Problem. Below is some data; print it all back exactly.

+===+

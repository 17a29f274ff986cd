//! The daily operating window and the caller's normalized date range.

use chrono::{Days, NaiveDate, NaiveDateTime, NaiveTime};
use serde::{Deserialize, Serialize};

use crate::error::{EngineError, Result};

const DEFAULT_OPENING: NaiveTime = hms(9, 0, 0, 0);
const DEFAULT_CLOSING: NaiveTime = hms(21, 0, 0, 0);
const END_OF_DAY: NaiveTime = hms(23, 59, 59, 999);

const fn hms(hour: u32, min: u32, sec: u32, milli: u32) -> NaiveTime {
    match NaiveTime::from_hms_milli_opt(hour, min, sec, milli) {
        Some(time) => time,
        None => panic!("invalid wall-clock constant"),
    }
}

/// Opening and closing wall-clock times applied to every day and room.
#[derive(Debug, Clone, Copy, PartialEq, Eq, Serialize, Deserialize)]
pub struct OperatingWindow {
    pub opening: NaiveTime,
    pub closing: NaiveTime,
}

impl Default for OperatingWindow {
    /// 09:00 to 21:00.
    fn default() -> Self {
        Self {
            opening: DEFAULT_OPENING,
            closing: DEFAULT_CLOSING,
        }
    }
}

impl OperatingWindow {
    /// Build a window, rejecting one that does not open before it closes.
    pub fn new(opening: NaiveTime, closing: NaiveTime) -> Result<Self> {
        let window = Self { opening, closing };
        window.validate()?;
        Ok(window)
    }

    pub fn validate(&self) -> Result<()> {
        if self.opening >= self.closing {
            return Err(EngineError::InvalidWindow {
                opening: self.opening,
                closing: self.closing,
            });
        }
        Ok(())
    }

    pub fn opening_on(&self, day: NaiveDate) -> NaiveDateTime {
        day.and_time(self.opening)
    }

    pub fn closing_on(&self, day: NaiveDate) -> NaiveDateTime {
        day.and_time(self.closing)
    }

    pub fn duration_minutes(&self) -> i64 {
        (self.closing - self.opening).num_minutes()
    }
}

/// An inclusive range of whole calendar days. `start <= end` always holds,
/// including for ranges read back from JSON.
///
/// The range is stored as dates; [`DateRange::start_datetime`] and
/// [`DateRange::end_datetime`] give the normalized 00:00:00.000 and
/// 23:59:59.999 boundaries.
#[derive(Debug, Clone, Copy, PartialEq, Eq, Serialize, Deserialize)]
#[serde(try_from = "RawDateRange")]
pub struct DateRange {
    start: NaiveDate,
    end: NaiveDate,
}

#[derive(Deserialize)]
struct RawDateRange {
    start: NaiveDate,
    end: NaiveDate,
}

impl TryFrom<RawDateRange> for DateRange {
    type Error = EngineError;

    fn try_from(raw: RawDateRange) -> Result<Self> {
        Self::new(raw.start, raw.end)
    }
}

impl DateRange {
    /// # Errors
    /// Returns [`EngineError::InvalidRange`] if `end` is before `start`.
    pub fn new(start: NaiveDate, end: NaiveDate) -> Result<Self> {
        if end < start {
            return Err(EngineError::InvalidRange { start, end });
        }
        Ok(Self { start, end })
    }

    /// Normalize optional caller bounds to whole days.
    ///
    /// A missing start falls back to `today`; a missing end falls back to
    /// `today + span_days`. Time-of-day components are discarded, which floors
    /// the start and ceils the end to day boundaries.
    pub fn resolve(
        start: Option<NaiveDateTime>,
        end: Option<NaiveDateTime>,
        today: NaiveDate,
        span_days: u32,
    ) -> Result<Self> {
        let start = start.map(|s| s.date()).unwrap_or(today);
        let end = match end {
            Some(e) => e.date(),
            None => today
                .checked_add_days(Days::new(u64::from(span_days)))
                .ok_or_else(|| {
                    EngineError::Config(format!("default span of {} days overflows", span_days))
                })?,
        };
        Self::new(start, end)
    }

    pub fn start(&self) -> NaiveDate {
        self.start
    }

    pub fn end(&self) -> NaiveDate {
        self.end
    }

    pub fn start_datetime(&self) -> NaiveDateTime {
        self.start.and_time(NaiveTime::MIN)
    }

    pub fn end_datetime(&self) -> NaiveDateTime {
        self.end.and_time(END_OF_DAY)
    }

    /// Number of days in the range, both endpoints included.
    pub fn day_count(&self) -> usize {
        usize::try_from((self.end - self.start).num_days()).map_or(0, |n| n + 1)
    }

    pub fn days(&self) -> impl Iterator<Item = NaiveDate> {
        self.start.iter_days().take(self.day_count())
    }

    pub fn contains(&self, day: NaiveDate) -> bool {
        self.start <= day && day <= self.end
    }
}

+===+

Response area.
repository 17a29f274ff986cd
//! The daily operating window and the caller's normalized date range.

use chrono::{Days, NaiveDate, NaiveDateTime, NaiveTime};
use serde::{Deserialize, Serialize};

use crate::error::{EngineError, Result};

const DEFAULT_OPENING: NaiveTime = hms(9, 0, 0, 0);
const DEFAULT_CLOSING: NaiveTime = hms(21, 0, 0, 0);
const END_OF_DAY: NaiveTime = hms(23, 59, 59, 999);

const fn hms(hour: u32, min: u32, sec: u32, milli: u32) -> NaiveTime {
    match NaiveTime::from_hms_milli_opt(hour, min, sec, milli) {
        Some(time) => time,
        None => panic!("invalid wall-clock constant"),
    }
}

/// Opening and closing wall-clock times applied to every day and room.
#[derive(Debug, Clone, Copy, PartialEq, Eq, Serialize, Deserialize)]
pub struct OperatingWindow {
    pub opening: NaiveTime,
    pub closing: NaiveTime,
}

impl Default for OperatingWindow {
    /// 09:00 to 21:00.
    fn default() -> Self {
        Self {
            opening: DEFAULT_OPENING,
            closing: DEFAULT_CLOSING,
        }
    }
}

impl OperatingWindow {
    /// Build a window, rejecting one that does not open before it closes.
    pub fn new(opening: NaiveTime, closing: NaiveTime) -> Result<Self> {
        let window = Self { opening, closing };
        window.validate()?;
        Ok(window)
    }

    pub fn validate(&self) -> Result<()> {
        if self.opening >= self.closing {
            return Err(EngineError::InvalidWindow {
                opening: self.opening,
                closing: self.closing,
            });
        }
        Ok(())
    }

    pub fn opening_on(&self, day: NaiveDate) -> NaiveDateTime {
        day.and_time(self.opening)
    }

    pub fn closing_on(&self, day: NaiveDate) -> NaiveDateTime {
        day.and_time(self.closing)
    }

    pub fn duration_minutes(&self) -> i64 {
        (self.closing - self.opening).num_minutes()
    }
}

/// An inclusive range of whole calendar days. `start <= end` always holds,
/// including for ranges read back from JSON.
///
/// The range is stored as dates; [`DateRange::start_datetime`] and
/// [`DateRange::end_datetime`] give the normalized 00:00:00.000 and
/// 23:59:59.999 boundaries.
#[derive(Debug, Clone, Copy, PartialEq, Eq, Serialize, Deserialize)]
#[serde(try_from = "RawDateRange")]
pub struct DateRange {
    start: NaiveDate,
    end: NaiveDate,
}

#[derive(Deserialize)]
struct RawDateRange {
    start: NaiveDate,
    end: NaiveDate,
}

impl TryFrom<RawDateRange> for DateRange {
    type Error = EngineError;

    fn try_from(raw: RawDateRange) -> Result<Self> {
        Self::new(raw.start, raw.end)
    }
}

impl DateRange {
    /// # Errors
    /// Returns [`EngineError::InvalidRange`] if `end` is before `start`.
    pub fn new(start: NaiveDate, end: NaiveDate) -> Result<Self> {
        if end < start {
            return Err(EngineError::InvalidRange { start, end });
        }
        Ok(Self { start, end })
    }

    /// Normalize optional caller bounds to whole days.
    ///
    /// A missing start falls back to `today`; a missing end falls back to
    /// `today + span_days`. Time-of-day components are discarded, which floors
    /// the start and ceils the end to day boundaries.
    pub fn resolve(
        start: Option<NaiveDateTime>,
        end: Option<NaiveDateTime>,
        today: NaiveDate,
        span_days: u32,
    ) -> Result<Self> {
        let start = start.map(|s| s.date()).unwrap_or(today);
        let end = match end {
            Some(e) => e.date(),
            None => today
                .checked_add_days(Days::new(u64::from(span_days)))
                .ok_or_else(|| {
                    EngineError::Config(format!("default span of {} days overflows", span_days))
                })?,
        };
        Self::new(start, end)
    }

    pub fn start(&self) -> NaiveDate {
        self.start
    }

    pub fn end(&self) -> NaiveDate {
        self.end
    }

    pub fn start_datetime(&self) -> NaiveDateTime {
        self.start.and_time(NaiveTime::MIN)
    }

    pub fn end_datetime(&self) -> NaiveDateTime {
        self.end.and_time(END_OF_DAY)
    }

    /// Number of days in the range, both endpoints included.
    pub fn day_count(&self) -> usize {
        usize::try_from((self.end - self.start).num_days()).map_or(0, |n| n + 1)
    }

    pub fn days(&self) -> impl Iterator<Item = NaiveDate> {
        self.start.iter_days().take(self.day_count())
    }

    pub fn contains(&self, day: NaiveDate) -> bool {
        self.start <= day && day <= self.end
    }
}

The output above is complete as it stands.